Among the other items on ballots Tuesday:

- In New Jersey, Gov. Jon Corzine was asking residents to allow the state to borrow to borrow $450 million over 10 years to finance stem cell research. The Roman Catholic Church and anti-abortion groups opposed the measure.

- Oregon voters were determining whether to raise the cigarette tax by 84.5 cents a pack - to $2.02 - to fund health insurance for about 100,000 children now lacking coverage. Tobacco companies opposing the measure outspent supporters by a 4-1 margin, contributing nearly $12 million.
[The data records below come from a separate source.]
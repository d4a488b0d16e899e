//! Sync orchestrator
//!
//! [`SyncOrchestrator`] drives one [`SyncMachine`] against the storage, index,
//! save store and status ports. It issues the request each transition asks
//! for, feeds completions back into the machine, applies the requested side
//! effects, and reports the terminal outcome.
//!
//! ## Sync Flow
//!
//! 1. **Start**: tear down any previous run, load the timestamp index, list
//!    the remote folder (creating it if it is missing)
//! 2. **Diff**: decide per file, record used space
//! 3. **Downloads**: one file at a time; the index is persisted after each
//! 4. **Uploads**: one file at a time; the index is persisted after each
//! 5. **Completion**: record the last sync date and report the summary
//!
//! ## Concurrency
//!
//! Exactly one storage request is in flight at a time. All state changes
//! happen on the task that calls [`SyncOrchestrator::pump`], so no locking is
//! needed. `start`, `restart` and `cancel` are synchronous: when they return,
//! the previous request can no longer affect the orchestrator and its
//! partially downloaded file is gone. Dropping the orchestrator cancels the
//! run the same way.

use std::future::Future;
use std::sync::Arc;

use chrono::{DateTime, Utc};
use cloudsaves_core::ports::{
    DownloadProgress, ICloudStorage, ISaveStore, ISyncStatusStore, ITimestampIndex, UploadSource,
};
use serde::Serialize;
use tokio::sync::watch;
use tracing::{debug, error, info, warn};

use crate::classifier::ErrorClassifier;
use crate::filter::SyncFilter;
use crate::machine::{Command, Effect, Event, Step, SyncMachine, SyncPhase};
use crate::request::{Delivery, Operation, RequestTracker};
use crate::state::{DownloadingInfo, SyncState};
use crate::SyncError;

// ============================================================================
// Outcome and snapshot types
// ============================================================================

/// Summary of a successful sync run
#[derive(Debug, Clone, PartialEq, Eq, Serialize)]
pub struct SyncSummary {
    /// Date recorded as the last successful sync
    pub last_sync: DateTime<Utc>,
    /// Number of files downloaded from the storage
    pub files_downloaded: usize,
    /// Number of files uploaded to the storage
    pub files_uploaded: usize,
    /// Bytes downloaded
    pub bytes_downloaded: u64,
}

/// Terminal result of a sync run
pub type SyncOutcome = Result<SyncSummary, SyncError>;

/// Point-in-time view of a sync run for UI consumption
#[derive(Debug, Clone, PartialEq, Serialize)]
pub struct SyncSnapshot {
    pub phase: SyncPhase,
    /// Whole-run progress by file count, 0..=1
    pub progress: f64,
    /// Download-phase progress, 0..=1
    pub download_progress: f64,
    pub downloading: DownloadingInfo,
    /// Names still to download, including the one in flight
    pub files_to_download: Vec<String>,
}

impl SyncSnapshot {
    fn capture(machine: &SyncMachine) -> Self {
        let state = machine.state();
        Self {
            phase: machine.phase().clone(),
            progress: state.progress(),
            download_progress: state.download_progress(),
            downloading: state.downloading_info(),
            files_to_download: state.files_to_download(),
        }
    }
}

// ============================================================================
// SyncOrchestrator
// ============================================================================

/// Async driver of sync runs against one storage
pub struct SyncOrchestrator {
    storage: Arc<dyn ICloudStorage>,
    index: Arc<dyn ITimestampIndex>,
    saves: Arc<dyn ISaveStore>,
    status: Arc<dyn ISyncStatusStore>,
    machine: SyncMachine,
    requests: RequestTracker<Event>,
    outcome: Option<SyncOutcome>,
    snapshots: watch::Sender<SyncSnapshot>,
}

impl SyncOrchestrator {
    /// Create an idle orchestrator syncing the save store with `remote_dir`
    ///
    /// Uses the default [`SyncFilter`] and [`ErrorClassifier`].
    pub fn new(
        storage: Arc<dyn ICloudStorage>,
        index: Arc<dyn ITimestampIndex>,
        saves: Arc<dyn ISaveStore>,
        status: Arc<dyn ISyncStatusStore>,
        remote_dir: impl Into<String>,
    ) -> Self {
        let machine = SyncMachine::new(remote_dir);
        let (snapshots, _) = watch::channel(SyncSnapshot::capture(&machine));
        Self {
            storage,
            index,
            saves,
            status,
            machine,
            requests: RequestTracker::new(),
            outcome: None,
            snapshots,
        }
    }

    /// Replace the file name filter
    #[must_use]
    pub fn with_filter(mut self, filter: SyncFilter) -> Self {
        self.machine.set_filter(filter);
        self
    }

    /// Replace the listing error classifier
    #[must_use]
    pub fn with_classifier(mut self, classifier: ErrorClassifier) -> Self {
        self.machine.set_classifier(classifier);
        self
    }

    // ========================================================================
    // Control
    // ========================================================================

    /// Start a fresh run, tearing down the current one first
    ///
    /// Must be called from within a Tokio runtime.
    #[tracing::instrument(skip(self), fields(storage = %self.storage.name()))]
    pub fn start(&mut self) {
        self.teardown();
        let step = match self.index.load() {
            Ok(local) => {
                info!(
                    remote_dir = %self.machine.remote_dir(),
                    local_files = local.len(),
                    "Sync run started"
                );
                self.machine.start(local)
            }
            Err(e) => self.machine.abort(SyncError::TimestampIndex(e)),
        };
        self.execute(step);
    }

    /// Same as [`SyncOrchestrator::start`]
    pub fn restart(&mut self) {
        self.start();
    }

    /// Tear down the current run without starting another
    ///
    /// The in-flight request is terminated and its completion will never be
    /// applied; a partially downloaded file is deleted before returning.
    /// Termination does not wait for blocking I/O the request already
    /// started (see [`RequestTracker::finish`]).
    pub fn cancel(&mut self) {
        let terminated = self.requests.finish();
        if !self.machine.phase().is_active() {
            return;
        }
        let step = self.machine.cancel();
        self.apply_effects(step.effects);
        info!(terminated = ?terminated, "Sync run cancelled");
        self.publish();
    }

    /// Drive the current run until it reaches a terminal state
    ///
    /// Returns the run's outcome once, or `None` when no run is in progress
    /// (never started, cancelled, or outcome already returned). Cancel-safe:
    /// dropping the future leaves the run intact, and a later call resumes it.
    pub async fn pump(&mut self) -> Option<SyncOutcome> {
        loop {
            if let Some(outcome) = self.outcome.take() {
                return Some(outcome);
            }
            let event = match self.requests.next().await? {
                Delivery::Progress { received, total } => Event::DownloadProgress { received, total },
                Delivery::Completed(event) => event,
            };
            let step = self.machine.handle(event);
            self.execute(step);
        }
    }

    /// Start a run and drive it to completion
    pub async fn run(&mut self) -> SyncOutcome {
        self.start();
        self.pump().await.unwrap_or(Err(SyncError::Cancelled))
    }

    // ========================================================================
    // Queries
    // ========================================================================

    pub fn phase(&self) -> &SyncPhase {
        self.machine.phase()
    }

    pub fn state(&self) -> &SyncState {
        self.machine.state()
    }

    /// Whether a run is between start and a terminal state
    pub fn is_running(&self) -> bool {
        self.machine.phase().is_active()
    }

    pub fn progress(&self) -> f64 {
        self.machine.state().progress()
    }

    pub fn download_progress(&self) -> f64 {
        self.machine.state().download_progress()
    }

    pub fn downloading_info(&self) -> DownloadingInfo {
        self.machine.state().downloading_info()
    }

    pub fn files_to_download(&self) -> Vec<String> {
        self.machine.state().files_to_download()
    }

    pub fn snapshot(&self) -> SyncSnapshot {
        SyncSnapshot::capture(&self.machine)
    }

    /// Receive a snapshot after every transition
    pub fn subscribe(&self) -> watch::Receiver<SyncSnapshot> {
        self.snapshots.subscribe()
    }

    // ========================================================================
    // Internals
    // ========================================================================

    fn teardown(&mut self) {
        self.requests.finish();
        let step = self.machine.cancel();
        self.apply_effects(step.effects);
        self.machine.reset();
        self.outcome = None;
    }

    fn execute(&mut self, step: Step) {
        self.apply_effects(step.effects);

        match step.command {
            Command::ListDirectory { path } => {
                let created = self
                    .storage
                    .list_directory(&path)
                    .map(|rq| async move { Event::Listed(rq.await) });
                self.dispatch(Operation::ListDirectory, created);
            }
            Command::CreateDirectory { path } => {
                let created = self
                    .storage
                    .create_directory(&path)
                    .map(|rq| async move { Event::DirectoryCreated(rq.await) });
                self.dispatch(Operation::CreateDirectory, created);
            }
            Command::Download(file) => {
                let created = self
                    .saves
                    .path_for(&file.name)
                    .and_then(|destination| {
                        let progress: DownloadProgress = Box::new(self.requests.progress_sink());
                        debug!(name = %file.name, id = %file.id, destination = %destination.display(), "Issuing download");
                        self.storage.download_by_id(&file.id, &destination, progress)
                    })
                    .map(|rq| async move { Event::Downloaded(rq.await) });
                self.dispatch(Operation::Download, created);
            }
            Command::Upload(name) => {
                let remote_path = self.machine.remote_path_for(&name);
                debug!(name = %name, remote_path = %remote_path, "Issuing upload");
                let created = self
                    .upload_source(&name)
                    .and_then(|source| self.storage.upload(&remote_path, source))
                    .map(|rq| async move { Event::Uploaded(rq.await) });
                self.dispatch(Operation::Upload, created);
            }
            Command::Succeed(last_sync) => {
                let state = self.machine.state();
                let summary = SyncSummary {
                    last_sync,
                    files_downloaded: state.files_downloaded(),
                    files_uploaded: state.files_uploaded(),
                    bytes_downloaded: state.bytes_downloaded(),
                };
                info!(
                    files_downloaded = summary.files_downloaded,
                    files_uploaded = summary.files_uploaded,
                    bytes_downloaded = summary.bytes_downloaded,
                    last_sync = %summary.last_sync,
                    "Sync run completed"
                );
                self.outcome = Some(Ok(summary));
            }
            Command::Fail(e) => {
                error!(error = %e, "Sync run failed");
                self.outcome = Some(Err(e));
            }
            Command::Wait => {}
        }

        self.publish();
    }

    /// Track a freshly created request, or fail the run if none was created
    fn dispatch<F>(&mut self, operation: Operation, created: anyhow::Result<F>)
    where
        F: Future<Output = Event> + Send + 'static,
    {
        match created {
            Ok(request) => {
                self.requests.issue(operation, request);
            }
            Err(source) => {
                let step = self
                    .machine
                    .abort(SyncError::CouldNotStart { operation, source });
                self.execute(step);
            }
        }
    }

    fn upload_source(&self, name: &str) -> anyhow::Result<UploadSource> {
        if self.storage.upload_stream_supported() {
            Ok(UploadSource::Stream(self.saves.open_raw(name)?))
        } else {
            Ok(UploadSource::Path(self.saves.path_for(name)?))
        }
    }

    fn apply_effects(&self, effects: Vec<Effect>) {
        for effect in effects {
            match effect {
                Effect::PersistTimestamps => {
                    let timestamps = self.machine.state().local_timestamps();
                    if let Err(e) = self.index.save(timestamps) {
                        warn!(error = %e, entries = timestamps.len(), "Failed to persist timestamp index");
                    }
                }
                Effect::RemoveLocal(name) => match self.saves.remove(&name) {
                    Ok(()) => debug!(name = %name, "Removed partially downloaded file"),
                    Err(e) => warn!(name = %name, error = %e, "Failed to remove partially downloaded file"),
                },
                Effect::RecordUsedSpace(bytes) => {
                    if let Err(e) = self.status.set_used_space(bytes) {
                        warn!(bytes, error = %e, "Failed to record used space");
                    }
                }
                Effect::RecordLastSync(date) => {
                    if let Err(e) = self.status.set_last_sync(date) {
                        warn!(date = %date, error = %e, "Failed to record last sync date");
                    }
                }
            }
        }
    }

    fn publish(&self) {
        self.snapshots.send_replace(SyncSnapshot::capture(&self.machine));
    }
}

impl Drop for SyncOrchestrator {
    fn drop(&mut self) {
        if self.machine.phase().is_active() {
            self.cancel();
        }
    }
}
- In Texas, cycling champion and cancer survivor Lance Armstrong led an effort that asked residents to authorize up to $3 billion in bonds over 10 years to create a cancer research center.

- Voters in the northeast Ohio city of Streetsboro, where a 19-year-old fell short of reaching a runoff in the mayoral primary last May, were deciding whether to raise the legal age to run for mayor or council from 18 to 23.

- In Denver, voters were asked whether to make the private use and possession of marijuana the city's lowest law enforcement priority. Elected officials and police said it would have little effect since state and federal law supersede local law decriminalizing the drug.

In 2005, Denver passed an initiative making possession of small amounts of marijuana legal. It's had little effect. Police and prosecutors continue to follow state law, which marijuana proponents tried but failed to change through a vote last year.

- Residents of Hailey, Idaho, a former mining town with about 3,500 registered voters, were deciding whether to relax marijuana restrictions. The broadest proposal, which would run afoul of state and federal laws, aims to legalize possession outright for adults, while three others are meant to shift law enforcement's focus to other offenses.

- The Passamaquoddy Indians were asking approval to operate a racetrack casino with up to 1,500 slot machines in the hard-up town of Calais, Maine.